* _DATA EXTRACT_:
mod common;

use common::{aggregator, date, noon, seed_item, seed_topic};
use grindlog_core::db::open_db_in_memory;
use grindlog_core::{
    AggregateRepository, Clock, ItemRepository, ItemStatus, ProgressCounts, SnapshotRepository,
    SqliteItemRepository, SqliteProgressRepository,
};

#[test]
fn get_current_lazily_creates_zero_singleton() {
    let conn = open_db_in_memory().unwrap();
    let clock = noon(date(2024, 1, 2));
    let progress = SqliteProgressRepository::new(&conn);
    assert!(progress.get_current().unwrap().is_none());

    let current = aggregator(&conn, &clock).get_current().unwrap();
    assert_eq!(current.counts, ProgressCounts::default());
    assert_eq!(current.updated_at, clock.now_ms());
    assert_eq!(progress.get_current().unwrap(), Some(current));

    clock.advance_ms(10_000);
    let again = aggregator(&conn, &clock).get_current().unwrap();
    assert_eq!(again, current, "existing singleton must not be rewritten by reads");
}

#[test]
fn recompute_matches_full_scan_of_items() {
    let conn = open_db_in_memory().unwrap();
    let clock = noon(date(2024, 3, 10));
    let topic = seed_topic(&conn, &clock, "Mixed");
    let statuses = [
        ItemStatus::Done,
        ItemStatus::Todo,
        ItemStatus::InProgress,
        ItemStatus::Done,
        ItemStatus::Todo,
        ItemStatus::Todo,
    ];
    for (number, status) in (1..).zip(statuses) {
        seed_item(&conn, &clock, &topic, number, status);
    }

    let current = aggregator(&conn, &clock).recompute().unwrap();
    let all = SqliteItemRepository::new(&conn).list_all().unwrap();

    assert_eq!(current.counts.total as usize, all.len());
    assert!(current.counts.is_consistent());
    assert_eq!(current.counts.completed, 2);
    assert_eq!(current.counts.in_progress, 1);
    assert_eq!(current.counts.todo, 3);
}

#[test]
fn recompute_is_idempotent_within_a_day() {
    let conn = open_db_in_memory().unwrap();
    let clock = noon(date(2024, 3, 10));
    let topic = seed_topic(&conn, &clock, "Idempotence");
    seed_item(&conn, &clock, &topic, 1, ItemStatus::Done);
    seed_item(&conn, &clock, &topic, 2, ItemStatus::InProgress);

    let aggregator = aggregator(&conn, &clock);
    let progress = SqliteProgressRepository::new(&conn);

    let first = aggregator.recompute().unwrap();
    let first_snapshot = progress.find_by_date(clock.today()).unwrap().unwrap();
    let second = aggregator.recompute().unwrap();
    let second_snapshot = progress.find_by_date(clock.today()).unwrap().unwrap();

    assert_eq!(first, second);
    assert_eq!(first_snapshot, second_snapshot);
    assert_eq!(progress.find_range(clock.today(), clock.today()).unwrap().len(), 1);
}

#[test]
fn mutations_keep_aggregate_and_todays_snapshot_current() {
    let conn = open_db_in_memory().unwrap();
    let clock = noon(date(2024, 1, 2));
    let topic = seed_topic(&conn, &clock, "Scenario");
    let progress = SqliteProgressRepository::new(&conn);

    seed_item(&conn, &clock, &topic, 1, ItemStatus::Done);
    seed_item(&conn, &clock, &topic, 2, ItemStatus::Done);
    let c = seed_item(&conn, &clock, &topic, 3, ItemStatus::Todo);

    let expected = ProgressCounts {
        total: 3,
        completed: 2,
        in_progress: 0,
        todo: 1,
    };
    assert_eq!(progress.get_current().unwrap().unwrap().counts, expected);
    assert_eq!(
        progress.find_by_date(date(2024, 1, 2)).unwrap().unwrap().counts,
        expected
    );

    common::items(&conn, &clock).delete_item(c.id).unwrap();
    let after_delete = progress.get_current().unwrap().unwrap().counts;
    assert_eq!(after_delete.total, 2);
    assert_eq!(after_delete.todo, 0);
    assert!(after_delete.is_consistent());
}

#[test]
fn past_snapshots_are_frozen_once_the_day_rolls_over() {
    let conn = open_db_in_memory().unwrap();
    let clock = noon(date(2024, 1, 1));
    let topic = seed_topic(&conn, &clock, "Rollover");
    let progress = SqliteProgressRepository::new(&conn);

    let item = seed_item(&conn, &clock, &topic, 1, ItemStatus::Todo);
    clock.advance_days(1);
    common::items(&conn, &clock)
        .set_status(item.id, ItemStatus::Done)
        .unwrap();

    let day_one = progress.find_by_date(date(2024, 1, 1)).unwrap().unwrap();
    let day_two = progress.find_by_date(date(2024, 1, 2)).unwrap().unwrap();
    assert_eq!(day_one.counts.todo, 1);
    assert_eq!(day_one.counts.completed, 0);
    assert_eq!(day_two.counts.todo, 0);
    assert_eq!(day_two.counts.completed, 1);
}

#[test]
fn history_survives_item_deletion() {
    let conn = open_db_in_memory().unwrap();
    let clock = noon(date(2024, 2, 1));
    let topic = seed_topic(&conn, &clock, "Ephemeral");
    let item = seed_item(&conn, &clock, &topic, 1, ItemStatus::Done);

    clock.advance_days(1);
    common::items(&conn, &clock).delete_item(item.id).unwrap();

    let progress = SqliteProgressRepository::new(&conn);
    let yesterday = progress.find_by_date(date(2024, 2, 1)).unwrap().unwrap();
    assert_eq!(yesterday.counts.completed, 1);
    assert_eq!(progress.get_current().unwrap().unwrap().counts.total, 0);
}

#[test]
fn record_daily_overwrites_the_row_for_that_date() {
    let conn = open_db_in_memory().unwrap();
    let clock = noon(date(2024, 6, 1));
    let aggregator = aggregator(&conn, &clock);
    let progress = SqliteProgressRepository::new(&conn);

    let mut aggregate = aggregator.get_current().unwrap();
    aggregate.counts = ProgressCounts {
        total: 4,
        completed: 1,
        in_progress: 1,
        todo: 2,
    };
    aggregator.record_daily(date(2024, 5, 20), &aggregate).unwrap();
    aggregate.counts.completed = 2;
    aggregate.counts.todo = 1;
    aggregator.record_daily(date(2024, 5, 20), &aggregate).unwrap();

    let rows = progress.find_range(date(2024, 5, 20), date(2024, 5, 20)).unwrap();
    assert_eq!(rows.len(), 1);
    assert_eq!(rows[0].counts, aggregate.counts);
}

* _INSTRUCTIONS FOR THE TASK_: Read the entries and pick out all lines that include the word "aggregator".

* _REPLY_:
use common::{aggregator, date, noon, seed_item, seed_topic};
    let current = aggregator(&conn, &clock).get_current().unwrap();
    let again = aggregator(&conn, &clock).get_current().unwrap();
    let current = aggregator(&conn, &clock).recompute().unwrap();
    let aggregator = aggregator(&conn, &clock);
    let first = aggregator.recompute().unwrap();
    let second = aggregator.recompute().unwrap();
    let aggregator = aggregator(&conn, &clock);
    let mut aggregate = aggregator.get_current().unwrap();
    aggregator.record_daily(date(2024, 5, 20), &aggregate).unwrap();
    aggregator.record_daily(date(2024, 5, 20), &aggregate).unwrap();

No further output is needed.